Forcibly recommend Firefox adware. win32.admoke. FG, rootkit. win32.mnless. ft, etc.

EndurerOriginal
1st-

A few days ago, a netizen said that Kingsoft drug overlord in his computer recently reported a virus every day, And ie appeared

Encountered sqmapi32.dll, kvmxfma. dll, rarjdpi. dll, Google. dll, a0b1. dll, etc.
Http://blog.csdn.net/Purpleendurer/archive/2007/11/07/1871409.aspx
Http://endurer.bokee.com/6522203.html
Http://blog.nnsky.com/blog_view_222833.html

Similar symptoms: occasionally, when an advertisement window is opened, the recommended Firefox information may appear at the top of any web page, allowing me to help with the repair.

First, check Kingsoft's anti-virus log. The excerpt is as follows:

/---
Risk Program 2008-01-19 14:51:36 C:/Windows/system32/WBEM/knqtybe0.dll win32.adware. admoke. js.604672 skipped and not handled
Risk Program 2008-01-19 14:51:36 C:/Windows/system32/WBEM/txaeilotwzc. dll win32.adware. mokeadt. of.870400 skipped, not handled
Risk Program 2008-01-19 14:51:36 C:/Windows/system32/azagxmbtwehqj. dll win32.adware. ejok. g.584192 skipped, not handled
Risk Program 2008-01-19 14:51:36 C:/Windows/system32/ebbaozknpdtis. dll win32.adware. ejok. g.584192 skipped, not handled
Risk Program 14:51:36 C:/Windows/system32/oswaehkos. dll win32.adware. admoke. fg.574976 skipped, not handled
Risk Program 2008-01-19 14:51:36 C:/Windows/system32/rxjh_2.exe win32.adware. adloader. m.20.496 skipped, not processed
Risk Program 2008-01-18 12:27:46 C:/Windows/system32/WBEM/knqtybe. dll win32.adware. admoke. js.604672 skipped and not handled
Risk Program 2008-01-18 12:27:46 C:/Windows/system32/WBEM/txaeilotwzc. dll win32.adware. mokeadt. of.870400 skipped, not handled
Risk Program 12:27:46 C:/Windows/system32/oswaehkos. dll win32.adware. admoke. fg.574976 skipped, not handled
Risk Program 2008-01-18 12:27:46 C:/Windows/system32/WBEM/knqtybe. dll win32.adware. admoke. js.604672 operation failed
Risk Program 2008-01-18 12:27:46 C:/Windows/system32/WBEM/txaeilotwzc. dll win32.adware. mokeadt. of.870400 operation failed
Risk Program 12:27:46 C:/Windows/system32/oswaehkos. dll win32.adware. admoke. fg.574976 operation failed
---/

At the same time, I found that my computer could not copy or paste it!

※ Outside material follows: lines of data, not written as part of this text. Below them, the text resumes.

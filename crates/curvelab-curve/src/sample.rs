//! Sample requests and sampled output.

use std::ops::Index;

use approx::AbsDiffEq;
use curvelab_core::traits::BoundingBox;
use curvelab_math::{Aabb2, Point2};
use serde::{Deserialize, Serialize};

/// A position request: local parameter `t` in `[0, 1]` on `segment`.
#[derive(Debug, Clone, Copy, PartialEq, Serialize, Deserialize)]
pub struct Sample {
    pub segment: usize,
    pub t: f64,
}

impl Sample {
    pub const fn new(segment: usize, t: f64) -> Self {
        Self { segment, t }
    }
}

impl From<(usize, f64)> for Sample {
    fn from((segment, t): (usize, f64)) -> Self {
        Self::new(segment, t)
    }
}

/// Evaluated positions, one per requested sample, in request order.
#[derive(Debug, Clone, Default, PartialEq, Serialize, Deserialize)]
pub struct SampledCurve {
    points: Vec<Point2>,
}

impl SampledCurve {
    pub fn new(points: Vec<Point2>) -> Self {
        Self { points }
    }

    pub fn len(&self) -> usize {
        self.points.len()
    }

    pub fn is_empty(&self) -> bool {
        self.points.is_empty()
    }

    pub fn iter(&self) -> std::slice::Iter<'_, Point2> {
        self.points.iter()
    }

    pub fn as_slice(&self) -> &[Point2] {
        &self.points
    }

    pub fn into_points(self) -> Vec<Point2> {
        self.points
    }

    pub fn aabb(&self) -> Option<Aabb2> {
        Aabb2::from_points(&self.points)
    }
}

impl Index<usize> for SampledCurve {
    type Output = Point2;

    fn index(&self, index: usize) -> &Point2 {
        &self.points[index]
    }
}

impl FromIterator<Point2> for SampledCurve {
    fn from_iter<I: IntoIterator<Item = Point2>>(iter: I) -> Self {
        Self::new(iter.into_iter().collect())
    }
}

impl<'a> IntoIterator for &'a SampledCurve {
    type Item = &'a Point2;
    type IntoIter = std::slice::Iter<'a, Point2>;

    fn into_iter(self) -> Self::IntoIter {
        self.points.iter()
    }
}

impl BoundingBox for SampledCurve {
    type Point = Point2;

    fn bounding_box(&self) -> Option<(Point2, Point2)> {
        self.aabb().map(|b| (b.min, b.max))
    }
}

impl AbsDiffEq for SampledCurve {
    type Epsilon = f64;

    fn default_epsilon() -> f64 {
        f64::EPSILON
    }

    fn abs_diff_eq(&self, other: &Self, epsilon: f64) -> bool {
        self.len() == other.len()
            && self
                .iter()
                .zip(other.iter())
                .all(|(&a, &b)| a.abs_diff_eq(b, epsilon))
    }
}
pub mod aabb;
pub mod linsys;

pub use glam::{dvec2, DMat3, DVec2, DVec3};
pub use aabb::Aabb2;
pub use linsys::{Boundary, SplineSystem};

pub type Point2 = DVec2;
pub type Vector2 = DVec2;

Download hijackthis in the http://endurer.ys168.com to analyze it. The following suspicious items are found in the hijackthis log:
/---
Logfile of Trend Micro hijackthis v2.0.2
Scan saved at 11:19:58, on
Platform: Windows XP SP2 (winnt 5.01.2600)
MSIE: Internet Explorer v6.00 SP2 (6.00.2900.2180)
Boot Mode: normal

O2-BHO: Google class-{CE7C3CF0-4B15-11D1-ABED-709549C10531}-C:/Windows/iloveg ~ 1/Google. dll
O2-BHO: (No Name)-{F89D750D-BDBB-4B04-B893-F2F228138F5F}-C:/Windows/system32/doqeuraqsr. dll

O4-hkcu/../run: [pictureshow] "D:/program files/pictureshow/poco_tools.exe"-P pictureshow
O4-hkcu/../run: [picer] "D:/program files/picer/poco_tools.exe"-P picer

O4-HKLM/../policies/Explorer/run: [zhqbdf] rundll32.exe C:/Windows/system/zhqbdf080116.dll mymain
O4-HKLM/../policies/Explorer/run: [zsms] rundll32.exe C:/Windows/system32/mcsrv16_080119.dll start

O18-filter hijack: text/html-{CF845CF8-833D-4F3E-9579-8944159650A6}-C:/Windows/system32/WBEM/knqtybe. dll
---/

Close all IE and folder windows, fix ~

Download fileinfo from the http://purpleendurer.ys168.com, bat_do to extract, package, and delete information on suspicious files in the log, virus files reported but not cleared.

Download drweb cureit! Scan to detect and clear a batch of malicious programs.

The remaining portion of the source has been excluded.